- _WHAT THE TASK REQUIRES_: Within the listing below, please show every line carrying the string "label".
____ GIVEN RECORDS
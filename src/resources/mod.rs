//! Per-collection field mappings.
//!
//! Every list page is the same page; what differs between circulars,
//! promotions and the rest is declared here once per attribute type.

mod documents;
mod reports;

pub(crate) use documents::{Circular, Promotion, RulesManual, Training, Transfer};
pub(crate) use reports::GenerationReport;

use crate::models::FileRef;
use serde::de::DeserializeOwned;

#[derive(Clone, Copy, Debug, PartialEq, Eq, PartialOrd, Ord, Hash)]
pub(crate) enum FilterKey {
    OrderNo,
    Date,
    Category,
    Cadre,
    Venue,
}

#[derive(Clone, Copy, Debug, PartialEq, Eq)]
pub(crate) enum MatchMode {
    /// Case-insensitive substring.
    Substring,
    /// Case-insensitive equality after trimming both sides.
    Exact,
    /// Same calendar day, whatever format either side uses.
    Date,
}

#[derive(Clone, Copy, Debug, PartialEq, Eq)]
pub(crate) struct FilterField {
    pub key: FilterKey,
    pub label: &'static str,
    pub mode: MatchMode,
}

impl FilterField {
    pub const fn new(key: FilterKey, label: &'static str, mode: MatchMode) -> Self {
        Self { key, label, mode }
    }

    pub fn input_type(&self) -> &'static str {
        match self.mode {
            MatchMode::Date => "date",
            MatchMode::Substring | MatchMode::Exact => "text",
        }
    }
}

pub(crate) trait Resource:
    DeserializeOwned + Clone + PartialEq + Send + Sync + std::fmt::Debug + 'static
{
    /// Collection path segment under `/api/`.
    const COLLECTION: &'static str;
    /// Relation passed to `populate=`.
    const FILE_FIELD: &'static str = "File";
    const TITLE: &'static str;
    const ROUTE: &'static str;
    /// Files of this collection are only served with a bearer token.
    const REQUIRES_AUTH: bool = false;
    const PAGE_SIZE: usize = 10;
    /// Page through the whole collection instead of trusting one response.
    const FETCH_ALL: bool = false;
    /// The page offers server-side date/month/year/quarter filters.
    const REPORT_FILTERS: bool = false;

    fn search_text(&self) -> Vec<&str>;

    fn filter_fields() -> &'static [FilterField] {
        &[]
    }

    fn filter_value(&self, _key: FilterKey) -> Option<&str> {
        None
    }

    fn sort_date(&self) -> Option<&str>;

    fn file(&self) -> Option<&FileRef>;

    fn updated_at(&self) -> Option<&str>;

    fn columns() -> &'static [&'static str];

    /// One display string per entry of [`Resource::columns`].
    fn cells(&self) -> Vec<String>;
}

pub(crate) fn filter_mode<R: Resource>(key: FilterKey) -> MatchMode {
    R::filter_fields()
        .iter()
        .find(|f| f.key == key)
        .map(|f| f.mode)
        .unwrap_or(MatchMode::Substring)
}

pub(crate) fn opt_cell(value: &Option<String>) -> String {
    value.as_deref().map(str::trim).unwrap_or_default().to_string()
}

pub(crate) fn date_cell(value: &Option<String>) -> String {
    value
        .as_deref()
        .map(crate::util::format_date)
        .unwrap_or_default()
}

#[cfg(test)]
mod tests {
    use super::*;

    fn assert_columns_match<R: Resource>(sample: R) {
        assert_eq!(
            R::columns().len(),
            sample.cells().len(),
            "{} columns and cells disagree",
            R::COLLECTION
        );
    }

    #[test]
    fn test_every_resource_has_matching_cells() {
        assert_columns_match(Circular::default());
        assert_columns_match(Promotion::default());
        assert_columns_match(Transfer::default());
        assert_columns_match(Training::default());
        assert_columns_match(RulesManual::default());
        assert_columns_match(GenerationReport::default());
    }

    #[test]
    fn test_declared_filters_are_readable() {
        let mut circular = Circular::default();
        circular.order_no = Some("HR/12".to_string());
        circular.order_date = Some("2024-03-01".to_string());
        circular.module = Some("Establishment".to_string());
        for field in Circular::filter_fields() {
            assert!(circular.filter_value(field.key).is_some(), "{:?}", field.key);
        }
    }

    #[test]
    fn test_filter_mode_defaults_to_substring() {
        assert_eq!(filter_mode::<Circular>(FilterKey::Date), MatchMode::Date);
        assert_eq!(filter_mode::<Circular>(FilterKey::Venue), MatchMode::Substring);
    }

    #[test]
    fn test_routes_and_collections_are_unique() {
        let routes = [
            Circular::ROUTE,
            Promotion::ROUTE,
            Transfer::ROUTE,
            Training::ROUTE,
            RulesManual::ROUTE,
            GenerationReport::ROUTE,
        ];
        let mut sorted = routes.to_vec();
        sorted.sort_unstable();
        sorted.dedup();
        assert_eq!(sorted.len(), routes.len());
    }
}
use super::{date_cell, FilterField, FilterKey, MatchMode, Resource};
use crate::models::{deserialize_media, FileRef};
use serde::{Deserialize, Deserializer};

/// Monthly/quarterly generation report. Month, year and quarter arrive as
/// strings or numbers depending on how the entry was created.
#[derive(Deserialize, Clone, Debug, Default, PartialEq)]
#[serde(default)]
pub(crate) struct GenerationReport {
    #[serde(rename = "Title")]
    pub title: String,
    #[serde(rename = "ReportDt")]
    pub report_date: Option<String>,
    #[serde(rename = "Month", deserialize_with = "string_or_number")]
    pub month: Option<String>,
    #[serde(rename = "Year", deserialize_with = "string_or_number")]
    pub year: Option<String>,
    #[serde(rename = "Quarter", deserialize_with = "string_or_number")]
    pub quarter: Option<String>,
    #[serde(rename = "File", deserialize_with = "deserialize_media")]
    pub file: Option<FileRef>,
    #[serde(rename = "updatedAt")]
    pub updated_at: Option<String>,
}

fn string_or_number<'de, D>(deserializer: D) -> Result<Option<String>, D::Error>
where
    D: Deserializer<'de>,
{
    Ok(
        match Option::<serde_json::Value>::deserialize(deserializer)? {
            Some(serde_json::Value::String(s)) => Some(s),
            Some(serde_json::Value::Number(n)) => Some(n.to_string()),
            _ => None,
        },
    )
}

impl GenerationReport {
    fn period(&self) -> String {
        match (&self.quarter, &self.month, &self.year) {
            (Some(q), _, Some(y)) => format!("Q{} {}", q.trim_start_matches(['Q', 'q']), y),
            (None, Some(m), Some(y)) => format!("{m} {y}"),
            (_, _, Some(y)) => y.clone(),
            _ => String::new(),
        }
    }
}

impl Resource for GenerationReport {
    const COLLECTION: &'static str = "generation-reports";
    const TITLE: &'static str = "Generation Reports";
    const ROUTE: &'static str = "/generation-reports";
    const REQUIRES_AUTH: bool = true;
    const FETCH_ALL: bool = true;
    const REPORT_FILTERS: bool = true;

    fn search_text(&self) -> Vec<&str> {
        vec![self.title.as_str()]
    }

    fn filter_fields() -> &'static [FilterField] {
        const FIELDS: &[FilterField] = &[FilterField::new(
            FilterKey::Date,
            "Report date",
            MatchMode::Date,
        )];
        FIELDS
    }

    fn filter_value(&self, key: FilterKey) -> Option<&str> {
        match key {
            FilterKey::Date => self.report_date.as_deref(),
            _ => None,
        }
    }

    fn sort_date(&self) -> Option<&str> {
        self.report_date.as_deref()
    }

    fn file(&self) -> Option<&FileRef> {
        self.file.as_ref()
    }

    fn updated_at(&self) -> Option<&str> {
        self.updated_at.as_deref()
    }

    fn columns() -> &'static [&'static str] {
        &["Report", "Date", "Period"]
    }

    fn cells(&self) -> Vec<String> {
        vec![
            self.title.trim().to_string(),
            date_cell(&self.report_date),
            self.period(),
        ]
    }
}

#[cfg(test)]
mod tests {
    use super::*;
    use serde_json::json;

    #[test]
    fn test_numeric_period_fields() {
        let report: GenerationReport = serde_json::from_value(json!({
            "Title": "Generation summary",
            "ReportDt": "2024-07-01",
            "Year": 2024,
            "Quarter": "2"
        }))
        .expect("report should parse");

        assert_eq!(report.year.as_deref(), Some("2024"));
        assert_eq!(report.period(), "Q2 2024");
    }

    #[test]
    fn test_month_period() {
        let report = GenerationReport {
            month: Some("March".to_string()),
            year: Some("2023".to_string()),
            ..Default::default()
        };
        assert_eq!(report.period(), "March 2023");
    }
}
use leptos::prelude::*;
use leptos_ui::variants;

variants! {
    Button {
        base: "inline-flex items-center justify-center gap-2 whitespace-nowrap rounded-md text-sm font-medium transition-all disabled:pointer-events-none disabled:opacity-50 [&_svg]:pointer-events-none [&_svg:not([class*='size-'])]:size-4 shrink-0 [&_svg]:shrink-0 outline-none focus-visible:border-ring focus-visible:ring-ring/50 focus-visible:ring-[3px] w-fit hover:cursor-pointer select-none",
        variants: {
            variant: {
                Default: "bg-primary text-primary-foreground shadow-xs hover:bg-primary/90",
                Destructive: "bg-destructive text-white shadow-xs hover:bg-destructive/90",
                Outline: "border bg-border/30 shadow-xs hover:bg-border/50 hover:text-foreground",
                Ghost: "hover:bg-accent hover:text-accent-foreground",
                Link: "text-primary underline-offset-4 hover:underline",
            },
            size: {
                Default: "h-9 px-4 py-2 has-[>svg]:px-3",
                Sm: "h-8 rounded-md gap-1.5 px-3 has-[>svg]:px-2.5",
                Xs: "h-7 rounded-md gap-1 px-2 text-xs",
                Icon: "size-8",
            }
        },
        component: {
            element: button,
            support_href: true,
            support_aria_current: true
        }
    }
}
________
- _ANSWER SECTION_:
    pub label: &'static str,
    pub const fn new(key: FilterKey, label: &'static str, mode: MatchMode) -> Self {
        Self { key, label, mode }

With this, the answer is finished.